If premiums aren’t paid, the policy can lapse. When that happens, the insurer returns the policy’s cash value (explained below) to the policyholder, minus any applicable fees.
Variable life insurance also provides a minimum guaranteed death benefit. The death benefit and the cash value may increase over time, depending on investment performance. To see why, we need to understand cash value.
Variable life insurance builds cash value over time. For example, assume a 30-year-old policyholder obtains $250,000 variable life insurance on themselves* with a fixed $200 monthly premium. In their younger years, the cost of the death benefit** (the cost of insuring their life) might be $50 per month. In this example, the remaining $150 is treated as cash value. As the insured person gets older, the cost of insurance typically rises, which reduces the amount going toward cash value. At age 60, the death benefit cost could increase to $160 per month, leaving $40 per month to contribute to cash value.
*A person buying life insurance on themselves would be considered both the insured person and the policyholder.
**The cost of insuring a person’s life is arbitrary and determined by the insurance company. The younger a person is, the less likely they are to die unexpectedly. Therefore, the cost of the death benefit is lower for younger insured persons, but the cost will rise over time.

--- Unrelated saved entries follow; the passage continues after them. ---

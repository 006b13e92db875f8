//! reqwest-backed transport and project reference helpers.

use async_trait::async_trait;
use regex::Regex;
use reqwest::header::{ACCEPT, USER_AGENT};
use std::sync::OnceLock;
use tracing::{debug, info};
use url::Url;

use crate::contract::{ApiRequest, ApiResponse, BodyFormat, Fetch, Method};
use crate::error::ExportError;

pub const DEFAULT_API_HOST_TEST: &str = "https://api.test.osf.io/v2";
pub const DEFAULT_API_HOST_PROD: &str = "https://api.osf.io/v2";

/// Pinned so response shapes stay stable.
const JSON_API_ACCEPT: &str = "application/vnd.api+json;version=2.20";

fn user_agent() -> String {
    format!("osf-export/{} (Rust)", env!("CARGO_PKG_VERSION"))
}

/// [`Fetch`] over HTTPS with an optional bearer token.
#[derive(Debug, Clone)]
pub struct HttpFetcher {
    client: reqwest::Client,
    token: Option<String>,
}

impl HttpFetcher {
    /// An empty token means anonymous requests.
    pub fn new(token: impl Into<String>) -> Result<Self, ExportError> {
        let token = token.into();
        let client = reqwest::Client::builder()
            .build()
            .map_err(|source| ExportError::Transport {
                url: String::new(),
                source,
            })?;
        Ok(Self {
            client,
            token: (!token.trim().is_empty()).then_some(token),
        })
    }

    pub fn anonymous() -> Result<Self, ExportError> {
        Self::new("")
    }
}

#[async_trait]
impl Fetch for HttpFetcher {
    async fn fetch(&self, request: &ApiRequest) -> Result<ApiResponse, ExportError> {
        let mut builder = match request.method {
            Method::Get => self.client.get(&request.url),
        }
        .header(USER_AGENT, user_agent());

        if !request.query.is_empty() {
            builder = builder.query(&request.query);
        }
        if request.format == BodyFormat::JsonApi {
            builder = builder.header(ACCEPT, JSON_API_ACCEPT);
        }
        if let Some(token) = &self.token {
            builder = builder.bearer_auth(token);
        }

        let transport = |source| ExportError::Transport {
            url: request.url.clone(),
            source,
        };
        let response = builder.send().await.map_err(transport)?;
        let status = response.status().as_u16();
        let body = response.bytes().await.map_err(transport)?.to_vec();
        debug!(url = %request.url, status = status, bytes = body.len(), "HTTP exchange");
        Ok(ApiResponse { status, body })
    }
}

/// Test or production API root.
pub fn api_host(use_test: bool, test_host: &str, prod_host: &str) -> String {
    let host = if use_test { test_host } else { prod_host };
    host.trim_end_matches('/').to_string()
}

fn id_pattern() -> &'static Regex {
    static PATTERN: OnceLock<Regex> = OnceLock::new();
    PATTERN.get_or_init(|| Regex::new(r"^[A-Za-z0-9_-]+$").expect("static pattern compiles"))
}

/// Project id from a project URL, an API node URL or a bare id.
///
/// Blank input means every accessible project and gives `None`.
pub fn extract_project_id(input: &str) -> Result<Option<String>, ExportError> {
    let trimmed = input.trim();
    if trimmed.is_empty() {
        return Ok(None);
    }
    let malformed = || ExportError::MalformedUrl(input.to_string());

    let path = if trimmed.contains("://") {
        let parsed = Url::parse(trimmed).map_err(|_| malformed())?;
        parsed.path().to_string()
    } else {
        trimmed.to_string()
    };

    let id = path
        .trim_end_matches('/')
        .rsplit('/')
        .next()
        .unwrap_or_default();
    if id_pattern().is_match(id) {
        Ok(Some(id.to_string()))
    } else {
        Err(malformed())
    }
}

/// True when an anonymous GET of `url` answers 200.
pub async fn is_public(fetcher: &dyn Fetch, url: &str) -> bool {
    let request = ApiRequest::raw(url);
    let public = match fetcher.fetch(&request).await {
        Ok(response) => response.status == 200,
        Err(e) => {
            debug!(url = %url, error = %e, "Visibility probe failed");
            false
        }
    };
    info!(url = %url, public = public, "Checked project visibility");
    public
}

#[cfg(test)]
mod tests {
    use super::*;

    #[test]
    fn ids_come_from_the_last_path_segment() {
        assert_eq!(
            extract_project_id("https://osf.io/x/").unwrap().as_deref(),
            Some("x")
        );
        assert_eq!(
            extract_project_id("https://api.test.osf.io/v2/nodes/abc12/").unwrap().as_deref(),
            Some("abc12")
        );
        assert_eq!(extract_project_id("  x  ").unwrap().as_deref(), Some("x"));
        assert_eq!(extract_project_id("").unwrap(), None);
        assert_eq!(extract_project_id("   ").unwrap(), None);
    }

    #[test]
    fn malformed_references_are_rejected() {
        assert!(matches!(
            extract_project_id("https://"),
            Err(ExportError::MalformedUrl(_))
        ));
        assert!(matches!(
            extract_project_id("https://osf.io/"),
            Err(ExportError::MalformedUrl(_))
        ));
        assert!(matches!(
            extract_project_id("osf.io/x?y=z"),
            Err(ExportError::MalformedUrl(_))
        ));
    }

    #[test]
    fn api_host_picks_and_trims() {
        assert_eq!(api_host(true, "https://t/v2/", "https://p/v2"), "https://t/v2");
        assert_eq!(api_host(false, "https://t/v2/", "https://p/v2"), "https://p/v2");
    }
}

Cash value can be used for several purposes. In most cases, the policyholder can access cash value only while the insured person is alive. After the policy has been in force for a period of time (often three years), cash value may be withdrawn or borrowed, as long as the insured person is still alive.
Any cash value that’s withdrawn or borrowed and not repaid is usually subtracted from the death benefit. Also, ordinary income taxes are due on any distributed cash value above the investor’s contributions (basis). For example, assume an investor contributes a total of $50,000 to their cash value, which grows* to $75,000. If the investor distributes $60,000 of cash value, they will pay ordinary income taxes on the $10,000 of growth, but not the $50,000 basis.
*Cash value is invested in the separate account, which is discussed below.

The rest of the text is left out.